→ RECORDS FOR THIS EXERCISE:
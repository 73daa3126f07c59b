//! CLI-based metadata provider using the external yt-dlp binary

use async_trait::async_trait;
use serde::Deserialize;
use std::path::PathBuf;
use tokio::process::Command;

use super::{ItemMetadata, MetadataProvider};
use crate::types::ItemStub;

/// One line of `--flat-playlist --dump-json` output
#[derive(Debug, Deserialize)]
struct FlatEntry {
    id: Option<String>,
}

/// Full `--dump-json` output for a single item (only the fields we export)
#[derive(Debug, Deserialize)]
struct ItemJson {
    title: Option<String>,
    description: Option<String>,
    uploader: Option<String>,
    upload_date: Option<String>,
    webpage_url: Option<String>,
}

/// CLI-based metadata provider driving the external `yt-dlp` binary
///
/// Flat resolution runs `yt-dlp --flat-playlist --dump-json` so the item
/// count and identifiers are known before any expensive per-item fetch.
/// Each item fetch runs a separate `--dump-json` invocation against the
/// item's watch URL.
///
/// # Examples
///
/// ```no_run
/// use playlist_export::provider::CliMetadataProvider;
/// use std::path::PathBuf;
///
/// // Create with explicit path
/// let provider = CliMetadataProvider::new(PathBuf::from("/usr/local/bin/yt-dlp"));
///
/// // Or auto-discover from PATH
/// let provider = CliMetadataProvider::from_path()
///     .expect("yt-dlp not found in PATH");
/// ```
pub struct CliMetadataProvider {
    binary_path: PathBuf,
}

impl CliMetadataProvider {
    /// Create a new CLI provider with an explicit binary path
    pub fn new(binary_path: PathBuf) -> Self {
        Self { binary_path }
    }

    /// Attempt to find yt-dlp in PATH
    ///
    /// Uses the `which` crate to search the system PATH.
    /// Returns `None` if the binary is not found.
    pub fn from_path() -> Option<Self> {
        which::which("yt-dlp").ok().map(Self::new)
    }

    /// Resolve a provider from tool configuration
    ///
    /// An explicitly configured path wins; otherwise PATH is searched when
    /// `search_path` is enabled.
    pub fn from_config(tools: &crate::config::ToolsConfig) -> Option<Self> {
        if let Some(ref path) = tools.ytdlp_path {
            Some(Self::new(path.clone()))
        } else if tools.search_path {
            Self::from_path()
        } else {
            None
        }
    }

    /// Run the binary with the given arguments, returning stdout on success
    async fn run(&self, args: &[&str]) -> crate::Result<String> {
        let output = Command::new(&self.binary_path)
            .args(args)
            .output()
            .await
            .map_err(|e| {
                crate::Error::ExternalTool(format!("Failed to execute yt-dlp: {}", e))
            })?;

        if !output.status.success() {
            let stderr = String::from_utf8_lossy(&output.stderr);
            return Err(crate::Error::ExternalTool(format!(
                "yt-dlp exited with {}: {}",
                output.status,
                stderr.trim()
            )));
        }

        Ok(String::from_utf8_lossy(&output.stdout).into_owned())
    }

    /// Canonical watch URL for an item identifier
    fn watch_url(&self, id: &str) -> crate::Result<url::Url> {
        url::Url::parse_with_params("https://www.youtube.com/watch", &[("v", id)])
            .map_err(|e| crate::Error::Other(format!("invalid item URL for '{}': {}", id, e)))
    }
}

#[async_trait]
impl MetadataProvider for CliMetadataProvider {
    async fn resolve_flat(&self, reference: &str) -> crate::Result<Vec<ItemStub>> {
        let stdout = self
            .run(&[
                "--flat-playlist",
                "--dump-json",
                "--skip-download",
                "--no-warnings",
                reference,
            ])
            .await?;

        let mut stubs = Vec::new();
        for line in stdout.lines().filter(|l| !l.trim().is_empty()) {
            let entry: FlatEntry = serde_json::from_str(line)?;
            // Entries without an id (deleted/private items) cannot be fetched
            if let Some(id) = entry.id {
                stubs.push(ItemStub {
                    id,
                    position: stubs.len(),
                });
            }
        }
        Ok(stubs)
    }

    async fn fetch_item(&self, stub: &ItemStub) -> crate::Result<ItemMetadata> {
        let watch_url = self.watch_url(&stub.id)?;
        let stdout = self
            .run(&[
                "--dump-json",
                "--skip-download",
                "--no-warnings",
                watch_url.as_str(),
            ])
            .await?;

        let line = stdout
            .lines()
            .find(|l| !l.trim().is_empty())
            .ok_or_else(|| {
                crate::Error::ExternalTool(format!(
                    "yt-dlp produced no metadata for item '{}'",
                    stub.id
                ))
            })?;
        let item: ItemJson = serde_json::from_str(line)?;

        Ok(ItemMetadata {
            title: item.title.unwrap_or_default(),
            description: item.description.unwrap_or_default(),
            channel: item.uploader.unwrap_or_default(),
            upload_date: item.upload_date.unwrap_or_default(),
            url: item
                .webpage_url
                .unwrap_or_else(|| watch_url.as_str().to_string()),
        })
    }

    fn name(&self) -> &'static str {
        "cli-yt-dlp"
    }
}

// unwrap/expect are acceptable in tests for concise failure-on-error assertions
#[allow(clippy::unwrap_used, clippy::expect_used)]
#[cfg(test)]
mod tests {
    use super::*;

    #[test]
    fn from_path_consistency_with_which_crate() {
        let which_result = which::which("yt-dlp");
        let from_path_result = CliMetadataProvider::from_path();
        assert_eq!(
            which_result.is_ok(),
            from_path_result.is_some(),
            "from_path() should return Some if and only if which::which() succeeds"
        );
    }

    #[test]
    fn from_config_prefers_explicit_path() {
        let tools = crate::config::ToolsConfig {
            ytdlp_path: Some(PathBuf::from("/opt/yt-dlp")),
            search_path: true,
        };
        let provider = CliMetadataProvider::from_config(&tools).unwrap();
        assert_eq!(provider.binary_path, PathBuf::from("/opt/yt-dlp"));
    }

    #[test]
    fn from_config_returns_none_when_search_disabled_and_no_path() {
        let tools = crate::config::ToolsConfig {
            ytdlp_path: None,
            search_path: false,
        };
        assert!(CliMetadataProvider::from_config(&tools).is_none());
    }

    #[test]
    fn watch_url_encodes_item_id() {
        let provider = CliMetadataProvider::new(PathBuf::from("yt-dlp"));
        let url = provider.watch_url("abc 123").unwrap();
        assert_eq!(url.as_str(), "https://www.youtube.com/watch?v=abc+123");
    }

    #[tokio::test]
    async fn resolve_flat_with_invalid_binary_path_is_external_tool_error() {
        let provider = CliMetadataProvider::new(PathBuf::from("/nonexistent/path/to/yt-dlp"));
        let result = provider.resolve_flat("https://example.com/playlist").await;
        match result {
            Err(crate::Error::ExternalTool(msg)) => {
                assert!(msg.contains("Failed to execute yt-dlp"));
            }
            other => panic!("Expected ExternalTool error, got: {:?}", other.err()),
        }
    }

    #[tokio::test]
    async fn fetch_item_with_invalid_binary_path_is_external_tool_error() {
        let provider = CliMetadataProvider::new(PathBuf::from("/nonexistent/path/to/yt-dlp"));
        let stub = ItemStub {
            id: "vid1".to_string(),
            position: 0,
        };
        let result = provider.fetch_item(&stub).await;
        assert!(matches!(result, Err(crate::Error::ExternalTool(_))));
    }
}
==
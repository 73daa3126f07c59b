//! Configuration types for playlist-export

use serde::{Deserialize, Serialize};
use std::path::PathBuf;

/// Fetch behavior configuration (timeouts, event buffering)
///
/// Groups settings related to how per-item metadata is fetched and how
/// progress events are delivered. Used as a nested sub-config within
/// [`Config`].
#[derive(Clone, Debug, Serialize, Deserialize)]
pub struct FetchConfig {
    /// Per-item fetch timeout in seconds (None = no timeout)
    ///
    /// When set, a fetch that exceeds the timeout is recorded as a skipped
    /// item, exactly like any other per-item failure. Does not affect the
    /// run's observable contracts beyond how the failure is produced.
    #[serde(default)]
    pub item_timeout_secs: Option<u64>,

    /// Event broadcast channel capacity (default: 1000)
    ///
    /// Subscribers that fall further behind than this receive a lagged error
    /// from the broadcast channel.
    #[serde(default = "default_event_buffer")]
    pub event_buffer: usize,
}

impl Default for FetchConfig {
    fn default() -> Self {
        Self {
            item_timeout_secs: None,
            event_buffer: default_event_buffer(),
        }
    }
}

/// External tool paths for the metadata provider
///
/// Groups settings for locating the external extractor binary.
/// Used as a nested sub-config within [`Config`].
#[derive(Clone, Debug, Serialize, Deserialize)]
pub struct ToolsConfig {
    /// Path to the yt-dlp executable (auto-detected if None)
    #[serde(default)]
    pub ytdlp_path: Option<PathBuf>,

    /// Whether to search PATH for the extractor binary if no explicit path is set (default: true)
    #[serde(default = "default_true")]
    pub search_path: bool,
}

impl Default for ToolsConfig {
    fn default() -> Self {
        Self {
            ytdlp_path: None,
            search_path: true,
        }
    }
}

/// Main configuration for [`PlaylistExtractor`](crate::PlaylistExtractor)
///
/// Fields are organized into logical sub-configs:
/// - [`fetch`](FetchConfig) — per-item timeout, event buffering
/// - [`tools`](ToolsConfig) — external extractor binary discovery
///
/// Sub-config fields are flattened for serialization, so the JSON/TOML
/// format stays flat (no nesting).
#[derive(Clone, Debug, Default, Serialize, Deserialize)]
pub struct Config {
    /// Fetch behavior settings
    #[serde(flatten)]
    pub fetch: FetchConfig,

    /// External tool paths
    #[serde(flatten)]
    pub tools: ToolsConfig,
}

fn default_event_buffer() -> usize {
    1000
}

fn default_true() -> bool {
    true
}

→ WHAT IS REQUIRED:
In the material above, how many lines hold the string "produced"? Give the number and nothing else.

→ PROBLEM SOLUTION:
2